» Exercise requirements
Return, from the data below, each line that contains the word "ServerConfig".

» Data supplied
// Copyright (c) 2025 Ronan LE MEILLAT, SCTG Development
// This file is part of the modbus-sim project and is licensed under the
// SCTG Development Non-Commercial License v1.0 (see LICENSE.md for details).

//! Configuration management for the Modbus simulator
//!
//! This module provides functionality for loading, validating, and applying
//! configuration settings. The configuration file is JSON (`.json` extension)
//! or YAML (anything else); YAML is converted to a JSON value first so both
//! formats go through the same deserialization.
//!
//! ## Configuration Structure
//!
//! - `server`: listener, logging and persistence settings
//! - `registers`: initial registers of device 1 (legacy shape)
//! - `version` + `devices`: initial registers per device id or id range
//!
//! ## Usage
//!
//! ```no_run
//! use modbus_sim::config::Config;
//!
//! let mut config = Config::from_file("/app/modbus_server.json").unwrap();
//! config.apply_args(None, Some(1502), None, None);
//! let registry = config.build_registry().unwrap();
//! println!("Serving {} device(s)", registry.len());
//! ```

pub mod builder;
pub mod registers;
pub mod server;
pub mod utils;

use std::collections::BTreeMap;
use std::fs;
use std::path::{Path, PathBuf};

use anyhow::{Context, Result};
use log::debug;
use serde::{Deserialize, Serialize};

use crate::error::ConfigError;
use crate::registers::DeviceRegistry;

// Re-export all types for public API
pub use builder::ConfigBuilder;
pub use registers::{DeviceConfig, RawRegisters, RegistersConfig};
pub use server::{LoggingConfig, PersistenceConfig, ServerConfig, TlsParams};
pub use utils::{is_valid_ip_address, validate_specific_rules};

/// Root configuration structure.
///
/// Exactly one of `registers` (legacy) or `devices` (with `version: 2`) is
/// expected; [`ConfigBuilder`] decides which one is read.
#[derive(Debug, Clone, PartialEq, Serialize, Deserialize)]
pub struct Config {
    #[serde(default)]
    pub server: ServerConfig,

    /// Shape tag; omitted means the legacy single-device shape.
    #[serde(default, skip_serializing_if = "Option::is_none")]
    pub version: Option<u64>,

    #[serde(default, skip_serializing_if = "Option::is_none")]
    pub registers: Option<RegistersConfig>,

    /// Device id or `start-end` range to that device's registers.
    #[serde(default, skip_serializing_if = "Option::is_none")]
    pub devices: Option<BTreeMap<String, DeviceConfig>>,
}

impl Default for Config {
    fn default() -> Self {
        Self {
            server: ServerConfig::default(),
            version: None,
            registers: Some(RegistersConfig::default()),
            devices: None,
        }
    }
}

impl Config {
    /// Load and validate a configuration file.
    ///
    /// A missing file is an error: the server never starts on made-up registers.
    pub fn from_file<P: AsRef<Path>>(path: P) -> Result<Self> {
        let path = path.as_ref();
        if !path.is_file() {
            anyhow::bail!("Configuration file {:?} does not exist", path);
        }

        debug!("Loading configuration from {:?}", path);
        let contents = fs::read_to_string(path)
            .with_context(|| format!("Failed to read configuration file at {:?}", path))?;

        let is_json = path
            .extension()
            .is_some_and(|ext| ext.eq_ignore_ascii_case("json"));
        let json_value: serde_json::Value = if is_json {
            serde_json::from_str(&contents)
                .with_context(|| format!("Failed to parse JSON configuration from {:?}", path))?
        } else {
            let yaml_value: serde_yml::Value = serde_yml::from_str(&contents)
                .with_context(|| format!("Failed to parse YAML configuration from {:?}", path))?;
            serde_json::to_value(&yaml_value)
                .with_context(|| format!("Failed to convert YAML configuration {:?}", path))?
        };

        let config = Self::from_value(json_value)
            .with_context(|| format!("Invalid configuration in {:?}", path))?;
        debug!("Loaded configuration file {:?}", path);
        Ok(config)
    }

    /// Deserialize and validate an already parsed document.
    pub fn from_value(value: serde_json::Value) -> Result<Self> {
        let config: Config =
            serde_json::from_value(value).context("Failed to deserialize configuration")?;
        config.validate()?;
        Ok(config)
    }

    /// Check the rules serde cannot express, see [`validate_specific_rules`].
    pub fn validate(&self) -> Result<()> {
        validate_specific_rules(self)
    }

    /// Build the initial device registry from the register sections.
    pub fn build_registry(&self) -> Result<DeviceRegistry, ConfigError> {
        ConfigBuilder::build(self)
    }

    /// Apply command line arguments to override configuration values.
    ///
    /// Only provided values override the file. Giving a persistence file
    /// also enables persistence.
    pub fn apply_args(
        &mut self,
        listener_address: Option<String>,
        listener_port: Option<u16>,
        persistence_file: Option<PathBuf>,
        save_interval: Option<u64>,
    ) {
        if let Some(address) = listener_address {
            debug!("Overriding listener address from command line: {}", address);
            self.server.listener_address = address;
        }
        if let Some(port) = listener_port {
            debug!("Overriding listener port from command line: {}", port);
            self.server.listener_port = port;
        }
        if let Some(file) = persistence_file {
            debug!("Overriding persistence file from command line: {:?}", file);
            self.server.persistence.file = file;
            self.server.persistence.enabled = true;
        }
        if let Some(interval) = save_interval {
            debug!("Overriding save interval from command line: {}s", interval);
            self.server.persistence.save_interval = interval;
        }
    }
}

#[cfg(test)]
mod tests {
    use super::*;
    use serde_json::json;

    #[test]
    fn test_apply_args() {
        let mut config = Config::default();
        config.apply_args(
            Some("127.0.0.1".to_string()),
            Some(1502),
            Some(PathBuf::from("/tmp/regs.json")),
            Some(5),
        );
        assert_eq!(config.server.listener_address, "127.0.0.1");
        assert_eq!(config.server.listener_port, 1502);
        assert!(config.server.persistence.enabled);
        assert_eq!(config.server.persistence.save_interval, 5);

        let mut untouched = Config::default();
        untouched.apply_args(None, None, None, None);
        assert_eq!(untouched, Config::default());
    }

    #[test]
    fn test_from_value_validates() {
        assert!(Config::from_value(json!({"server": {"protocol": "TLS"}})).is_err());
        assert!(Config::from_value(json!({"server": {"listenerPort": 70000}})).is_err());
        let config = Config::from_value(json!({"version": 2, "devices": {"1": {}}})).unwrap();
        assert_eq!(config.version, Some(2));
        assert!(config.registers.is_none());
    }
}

...

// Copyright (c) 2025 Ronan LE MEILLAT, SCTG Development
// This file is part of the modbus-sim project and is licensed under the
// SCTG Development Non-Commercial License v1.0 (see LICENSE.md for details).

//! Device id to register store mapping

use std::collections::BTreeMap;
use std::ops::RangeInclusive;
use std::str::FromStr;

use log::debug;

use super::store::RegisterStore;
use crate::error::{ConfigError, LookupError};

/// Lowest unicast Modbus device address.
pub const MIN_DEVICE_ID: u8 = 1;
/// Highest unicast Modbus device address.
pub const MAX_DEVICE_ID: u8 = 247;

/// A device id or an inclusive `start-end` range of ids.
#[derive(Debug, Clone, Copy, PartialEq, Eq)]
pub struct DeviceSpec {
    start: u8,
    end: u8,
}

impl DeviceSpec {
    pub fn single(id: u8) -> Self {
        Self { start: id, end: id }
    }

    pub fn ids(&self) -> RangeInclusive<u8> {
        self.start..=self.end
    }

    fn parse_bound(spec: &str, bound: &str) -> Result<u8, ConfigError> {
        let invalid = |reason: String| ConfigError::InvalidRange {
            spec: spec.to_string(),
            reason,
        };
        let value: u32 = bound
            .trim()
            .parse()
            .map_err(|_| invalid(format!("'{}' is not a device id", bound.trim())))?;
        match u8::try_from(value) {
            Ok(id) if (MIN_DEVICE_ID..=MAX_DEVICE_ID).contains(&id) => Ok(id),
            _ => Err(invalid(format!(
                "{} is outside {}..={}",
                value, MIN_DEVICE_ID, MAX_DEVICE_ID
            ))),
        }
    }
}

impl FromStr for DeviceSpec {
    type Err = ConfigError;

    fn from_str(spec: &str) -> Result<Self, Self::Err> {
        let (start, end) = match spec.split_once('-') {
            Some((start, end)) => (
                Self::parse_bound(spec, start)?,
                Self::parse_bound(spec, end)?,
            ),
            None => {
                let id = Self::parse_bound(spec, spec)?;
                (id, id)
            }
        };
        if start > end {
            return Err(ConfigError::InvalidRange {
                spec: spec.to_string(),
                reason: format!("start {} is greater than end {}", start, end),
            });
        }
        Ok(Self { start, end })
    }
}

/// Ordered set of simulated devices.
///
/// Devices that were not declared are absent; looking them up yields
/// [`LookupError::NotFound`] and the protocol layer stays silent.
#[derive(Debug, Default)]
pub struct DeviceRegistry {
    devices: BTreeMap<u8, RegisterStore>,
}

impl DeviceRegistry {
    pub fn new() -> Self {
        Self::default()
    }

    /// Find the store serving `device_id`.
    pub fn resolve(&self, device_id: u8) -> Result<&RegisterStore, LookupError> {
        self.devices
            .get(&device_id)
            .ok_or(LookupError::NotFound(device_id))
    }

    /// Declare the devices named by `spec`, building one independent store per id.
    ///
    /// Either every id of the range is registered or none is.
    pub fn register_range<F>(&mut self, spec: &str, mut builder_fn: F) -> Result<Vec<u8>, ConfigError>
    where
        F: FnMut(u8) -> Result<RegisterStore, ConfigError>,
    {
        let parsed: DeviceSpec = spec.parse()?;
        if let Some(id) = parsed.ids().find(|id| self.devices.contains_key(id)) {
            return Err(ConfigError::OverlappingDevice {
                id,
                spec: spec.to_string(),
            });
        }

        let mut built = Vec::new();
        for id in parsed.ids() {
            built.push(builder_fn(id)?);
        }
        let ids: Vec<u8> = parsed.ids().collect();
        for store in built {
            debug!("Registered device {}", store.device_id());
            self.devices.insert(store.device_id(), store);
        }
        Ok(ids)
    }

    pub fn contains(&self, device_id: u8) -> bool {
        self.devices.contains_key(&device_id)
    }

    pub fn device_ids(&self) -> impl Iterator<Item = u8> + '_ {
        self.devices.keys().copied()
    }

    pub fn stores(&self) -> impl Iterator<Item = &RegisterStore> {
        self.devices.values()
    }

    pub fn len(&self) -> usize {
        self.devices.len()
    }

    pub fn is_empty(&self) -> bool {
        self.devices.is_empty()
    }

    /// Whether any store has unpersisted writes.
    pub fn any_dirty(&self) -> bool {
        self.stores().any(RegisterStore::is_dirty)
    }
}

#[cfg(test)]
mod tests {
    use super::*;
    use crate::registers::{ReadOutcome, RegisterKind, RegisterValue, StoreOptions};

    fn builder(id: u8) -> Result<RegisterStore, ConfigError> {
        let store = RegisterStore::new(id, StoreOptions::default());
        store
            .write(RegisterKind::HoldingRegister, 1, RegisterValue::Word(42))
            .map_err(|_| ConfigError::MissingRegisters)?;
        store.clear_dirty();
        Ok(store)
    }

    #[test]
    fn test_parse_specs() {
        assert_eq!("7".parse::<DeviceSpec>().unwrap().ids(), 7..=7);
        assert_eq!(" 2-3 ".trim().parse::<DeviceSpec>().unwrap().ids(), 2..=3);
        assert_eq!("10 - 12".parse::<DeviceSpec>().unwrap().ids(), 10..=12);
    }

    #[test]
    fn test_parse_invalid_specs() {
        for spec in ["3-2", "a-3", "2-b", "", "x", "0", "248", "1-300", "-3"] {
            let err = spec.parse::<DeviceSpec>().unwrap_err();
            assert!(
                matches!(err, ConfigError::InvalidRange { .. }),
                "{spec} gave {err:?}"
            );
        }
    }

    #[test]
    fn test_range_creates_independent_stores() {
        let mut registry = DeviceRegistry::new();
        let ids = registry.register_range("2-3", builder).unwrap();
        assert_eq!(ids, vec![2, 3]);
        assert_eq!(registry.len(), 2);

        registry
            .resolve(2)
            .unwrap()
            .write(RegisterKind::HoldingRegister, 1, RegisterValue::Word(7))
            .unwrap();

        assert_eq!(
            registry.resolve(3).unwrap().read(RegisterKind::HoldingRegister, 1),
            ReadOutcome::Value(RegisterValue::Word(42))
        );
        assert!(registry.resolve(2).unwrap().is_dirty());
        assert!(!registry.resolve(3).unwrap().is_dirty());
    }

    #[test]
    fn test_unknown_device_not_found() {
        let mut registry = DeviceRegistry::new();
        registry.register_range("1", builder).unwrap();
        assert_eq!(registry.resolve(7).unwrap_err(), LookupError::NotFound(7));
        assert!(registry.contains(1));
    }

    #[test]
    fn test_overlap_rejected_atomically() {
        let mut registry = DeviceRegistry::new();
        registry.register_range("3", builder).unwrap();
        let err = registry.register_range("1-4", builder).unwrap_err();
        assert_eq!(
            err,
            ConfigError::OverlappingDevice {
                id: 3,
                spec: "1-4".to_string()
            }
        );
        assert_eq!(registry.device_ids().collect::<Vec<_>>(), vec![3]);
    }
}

» Solution for this exercise
pub use server::{LoggingConfig, PersistenceConfig, ServerConfig, TlsParams};
    pub server: ServerConfig,
            server: ServerConfig::default(),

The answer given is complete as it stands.